3185. — À M. DE BRENLES.
Aux Délices, 15 juin.

On dit le colonel Constant mort[1]. Si cela est, j’en suis très-affligé, et je suis étonné de vivre. Voilà donc, mon cher ami, ce que c’est que ce fantôme de la vie. On s’en plaint, on la maudit, on la prodigue, on l’aime, et elle s’évanouit comme une ombre. Puisse madame votre femme avoir fait un heureux ! Je suis bien sûr au moins qu’elle aura fait un honnête homme et un homme d’esprit.

Toutes vos nouvelles sont aussi fausses que le beau conte qu’on faisait des catholiques qui ne voulaient point d’un catholique à Échallens[2]. Je voudrais bien que la nouvelle touchant le colonel Constant fût aussi fausse. Mille tendres respects à l’accouchée et à tous nos amis.

  1. Il est probablement question ici de Philippe-Germain Constant, colonel dans le régiment de Chambrier, au service de Hollande, et second des quatre fils du lieutenant général Constant de Rebecque.
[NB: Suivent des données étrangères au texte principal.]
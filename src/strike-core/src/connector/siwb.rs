use crate::config::model::network_descriptor::NetworkDescriptor;
use crate::connector::actor::{Actor, AgentActor};
use crate::connector::session::SessionSlot;
use crate::connector::{
    ConnectOptions, Connector, ConnectorConfig, ConnectorKind, ConnectorMeta, DisconnectOptions,
};
use crate::error::connector::{ConnectError, CreateActorError, DisconnectError, InitError};
use crate::error::display_chain;
use crate::error::siwb::SiwbError;
use crate::identity::{now_nanos, IdentityHandle, StoredSession};
use crate::idl::ServiceInterface;
use crate::network::agent::build_anonymous_agent;
use crate::network::root_key::fetch_root_key_if_needed;
use crate::siwb::{sign_in, spawn_siwb_machine, SiwbCanister, SiwbHandle, SiwbIdentityService, SiwbRunner};
use crate::storage::{
    siwb_session_key, KeyValueStorage, KeyValueStorageExt, LAST_CONNECTED_WALLET_KEY,
};
use crate::wallet::{RelayTransport, WalletProviderKey};
use async_trait::async_trait;
use candid::Principal;
use slog::{debug, info, warn, Logger};
use std::sync::{Arc, Mutex};

/// Builds the identity canister client for a SIWB canister id.
#[async_trait]
pub trait SiwbServiceFactory: Send + Sync {
    async fn service(
        &self,
        canister_id: Principal,
    ) -> Result<Arc<dyn SiwbIdentityService>, String>;
}

/// [`SiwbCanister`] over an anonymous agent.
pub struct AgentSiwbServiceFactory {
    network: NetworkDescriptor,
}

impl AgentSiwbServiceFactory {
    pub fn new(network: NetworkDescriptor) -> Self {
        AgentSiwbServiceFactory { network }
    }
}

#[async_trait]
impl SiwbServiceFactory for AgentSiwbServiceFactory {
    async fn service(
        &self,
        canister_id: Principal,
    ) -> Result<Arc<dyn SiwbIdentityService>, String> {
        let agent = build_anonymous_agent(&self.network).map_err(|err| err.to_string())?;
        fetch_root_key_if_needed(&agent, &self.network)
            .await
            .map_err(|err| err.to_string())?;
        Ok(Arc::new(SiwbCanister::new(agent, canister_id)))
    }
}

/// A Bitcoin wallet signing in through SIWB. One machine runs per
/// identity canister; a later connect against the same canister reuses it.
pub struct SiwbConnector {
    key: WalletProviderKey,
    meta: ConnectorMeta,
    config: ConnectorConfig,
    transport: Arc<dyn RelayTransport>,
    services: Arc<dyn SiwbServiceFactory>,
    storage: Arc<dyn KeyValueStorage>,
    machine: Mutex<Option<(Principal, SiwbHandle)>>,
    slot: SessionSlot,
    logger: Logger,
}

impl SiwbConnector {
    pub fn new(
        key: WalletProviderKey,
        config: ConnectorConfig,
        transport: Arc<dyn RelayTransport>,
        services: Arc<dyn SiwbServiceFactory>,
        storage: Arc<dyn KeyValueStorage>,
        logger: Logger,
    ) -> Self {
        SiwbConnector {
            key,
            meta: ConnectorKind::Siwb(key).meta(),
            config,
            transport,
            services,
            storage,
            machine: Mutex::new(None),
            slot: SessionSlot::default(),
            logger,
        }
    }

    fn storage_key(&self) -> String {
        siwb_session_key(self.key.as_str())
    }

    /// The address of the last successful sign-in, if it is still stored.
    pub fn address(&self) -> Option<String> {
        self.storage
            .get_typed::<StoredSession>(&self.storage_key())
            .ok()
            .flatten()
            .and_then(|session| session.address)
    }

    async fn machine_for(&self, canister_id: Principal) -> Result<SiwbHandle, ConnectError> {
        if let Some((id, handle)) = self.machine.lock().unwrap().as_ref() {
            if *id == canister_id {
                return Ok(handle.clone());
            }
        }
        let service = self
            .services
            .service(canister_id)
            .await
            .map_err(ConnectError::ConnectFailed)?;
        let logger = self.logger.new(slog::o!("siwb" => self.key.as_str()));
        let runner = Arc::new(SiwbRunner::new(
            self.transport.clone(),
            service,
            self.storage.clone(),
            self.storage_key(),
            logger.clone(),
        ));
        let handle = spawn_siwb_machine(runner, logger);
        *self.machine.lock().unwrap() = Some((canister_id, handle.clone()));
        Ok(handle)
    }
}

/// Keeps the whole cause chain, since the top-level SIWB message alone rarely
/// says what the wallet or canister objected to.
impl From<SiwbError> for ConnectError {
    fn from(err: SiwbError) -> Self {
        ConnectError::ConnectFailed(display_chain(&err))
    }
}

#[async_trait]
impl Connector for SiwbConnector {
    fn meta(&self) -> &ConnectorMeta {
        &self.meta
    }

    fn kind(&self) -> ConnectorKind {
        ConnectorKind::Siwb(self.key)
    }

    async fn init(&self) -> Result<(), InitError> {
        if !self.slot.mark_initialized() {
            return Ok(());
        }
        let stored: Option<StoredSession> = self
            .storage
            .get_typed(&self.storage_key())
            .map_err(|err| InitError::InitFailed {
                id: self.key.as_str().to_string(),
                message: err.to_string(),
            })?;
        if let Some(stored) = stored {
            match stored.restore(now_nanos()) {
                Ok(identity) => {
                    let expiration = stored
                        .delegation_chain
                        .to_chain()
                        .ok()
                        .and_then(|chain| chain.expiration());
                    self.slot.set(Arc::new(identity), expiration);
                    debug!(self.logger, "Restored SIWB session"; "address" => stored.address);
                }
                Err(err) => debug!(self.logger, "Dropping stored SIWB session: {}", err),
            }
        }
        Ok(())
    }

    async fn is_connected(&self) -> bool {
        self.slot.valid_identity().is_some()
    }

    async fn connect(&self, options: &ConnectOptions) -> Result<bool, ConnectError> {
        if !self.slot.is_initialized() {
            return Err(ConnectError::NotInitialized);
        }
        let canister_id = options
            .siwb_canister_id
            .or(self.config.siwb_canister_id)
            .ok_or_else(|| ConnectError::ConnectFailed("siwbCanisterId is required".to_string()))?;
        let handle = self.machine_for(canister_id).await?;
        let (identity, address) = sign_in(&handle, self.key, &self.logger).await?;
        let expiration = handle
            .snapshot()
            .context
            .delegation_chain
            .and_then(|chain| chain.expiration());

        if let Err(err) = self
            .storage
            .set_string(LAST_CONNECTED_WALLET_KEY, self.key.as_str())
        {
            warn!(self.logger, "Failed to remember the wallet: {}", err);
        }
        self.slot.set(identity, expiration);
        info!(self.logger, "Connected"; "connector" => self.key.as_str(), "address" => address);
        Ok(true)
    }

    async fn disconnect(&self, options: &DisconnectOptions) -> Result<bool, DisconnectError> {
        self.slot.clear();
        if !options.keep_session {
            self.storage
                .remove(&self.storage_key())
                .map_err(|err| DisconnectError::DisconnectFailed(err.to_string()))?;
        }
        Ok(true)
    }

    async fn create_actor(
        &self,
        canister_id: Principal,
        interface: ServiceInterface,
    ) -> Result<Arc<dyn Actor>, CreateActorError> {
        let identity = self
            .slot
            .valid_identity()
            .ok_or(CreateActorError::NotInitialized)?;
        AgentActor::create(
            &self.config.network,
            identity,
            canister_id,
            interface,
            self.logger.clone(),
        )
        .await
    }

    fn identity(&self) -> Option<IdentityHandle> {
        self.slot.identity()
    }
}

#[cfg(test)]
mod tests {
    use super::*;
    use crate::config::model::client_config::ClientConfig;
    use crate::storage::MemoryStorage;
    use crate::testing::{logger, FakeRelay, FakeSiwbService, FakeSiwbServices};
    use crate::wallet::RelayMethod;
    use serde_json::json;

    const ADDRESS: &str = "bc1qar0srrr7xfkvy5l643lydnw9re59gtzzwf5mdq";

    fn connector(
        siwb_canister_id: Option<Principal>,
        service: Arc<FakeSiwbService>,
        storage: Arc<MemoryStorage>,
    ) -> SiwbConnector {
        let relay = Arc::new(FakeRelay::default());
        relay.respond(RelayMethod::RequestAccounts, json!([ADDRESS]));
        relay.respond(RelayMethod::GetNetwork, json!("livenet"));
        relay.respond(RelayMethod::SignMessage, json!("c2lnbmF0dXJl"));
        relay.respond(RelayMethod::GetPublicKey, json!("02abcdef"));
        let config = ConnectorConfig::from_client_config(&ClientConfig {
            siwb_canister_id,
            ..Default::default()
        })
        .unwrap();
        SiwbConnector::new(
            WalletProviderKey::Unisat,
            config,
            relay,
            Arc::new(FakeSiwbServices(service)),
            storage,
            logger(),
        )
    }

    #[tokio::test]
    async fn connect_requires_a_siwb_canister() {
        let siwb = connector(
            None,
            Arc::new(FakeSiwbService::default()),
            Arc::new(MemoryStorage::default()),
        );
        siwb.init().await.unwrap();
        assert_eq!(
            siwb.connect(&ConnectOptions::default()).await,
            Err(ConnectError::ConnectFailed("siwbCanisterId is required".to_string()))
        );
        assert_eq!(siwb.disconnect(&DisconnectOptions::default()).await, Ok(true));
    }

    #[tokio::test]
    async fn connect_adopts_the_delegated_identity() {
        let storage = Arc::new(MemoryStorage::default());
        let service = Arc::new(FakeSiwbService::default());
        let siwb = connector(None, service.clone(), storage.clone());
        siwb.init().await.unwrap();

        let options = ConnectOptions {
            siwb_canister_id: Some(Principal::from_text("aaaaa-aa").unwrap()),
        };
        assert_eq!(siwb.connect(&options).await, Ok(true));
        assert_eq!(
            siwb.principal(),
            Some(Principal::self_authenticating(service.user_canister_pubkey()))
        );
        assert_eq!(siwb.address().as_deref(), Some(ADDRESS));
        assert_eq!(
            storage.get_string(LAST_CONNECTED_WALLET_KEY).unwrap().as_deref(),
            Some("unisat")
        );

        let restarted = connector(None, service, storage);
        restarted.init().await.unwrap();
        assert!(restarted.is_connected().await);
    }

    #[tokio::test]
    async fn failed_sign_in_leaves_the_connector_disconnected() {
        let service = Arc::new(FakeSiwbService::default());
        service.reject_prepare("Address not allowed");
        let siwb = connector(
            Some(Principal::from_text("aaaaa-aa").unwrap()),
            service,
            Arc::new(MemoryStorage::default()),
        );
        siwb.init().await.unwrap();
        let result = siwb.connect(&ConnectOptions::default()).await;
        assert!(matches!(
            result,
            Err(ConnectError::ConnectFailed(message)) if message.contains("Address not allowed")
        ));
        assert!(!siwb.is_connected().await);
        assert_eq!(siwb.disconnect(&DisconnectOptions::default()).await, Ok(true));
    }
}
Le colonel Constant n’était âgé que de vingt-huit ans quand il mourut : c’était un jeune homme de beaucoup d’esprit. — Le lieutenant général Constant, que Voltaire, dans sa lettre du 21 janvier 1765, à Richelieu, appelle gros diable de général au service de Hollande, avait cinq enfants, savoir :

    1° Constant d’Hermenches, appelé bel Orosmane, dans la lettre du 6 février 1757, à d’Argental ;

    2° Philippe-Germain Constant, dont il s’agit dans la lettre ci-dessus ;

    3° Juste-Louis Constant de Rebecque, mort le 3 février 1812 à Brevans près de Dôle ; père de Henri-Benjamin Constant, né à Lausanne le 25 octobre 1767 ;

    4° Samuel Constant de Rebecque, né en 1729, mort en octobre 1800 ; il était major, au service de Hollande, dans le régiment Cornabé, qu’il quitta un an après son mariage avec Charlotte Pictet, fille du professeur en droit avec lequel Voltaire fut en correspondance ; il était homme de lettres, et Benjamin Constant lui a consacré un article dans la Biographie universelle ; après son mariage on l’appela Constant-Pictet, pour le distinguer de ses autres frères ;

    5° La marquise de Gentil, qui demeurait à Mon-Repos, dans un faubourg de Lausanne, et chez laquelle Voltaire eut une salle de théâtre où il jouait avec ses acteurs de société.

    La famille Constant de Rebecque est originaire d’Aire en Artois, ou Aire-sur-la-Lys, petite ville du département du Pas-de-Calais. (Cl.)

  2. Bourg à trois lieues de Lausanne.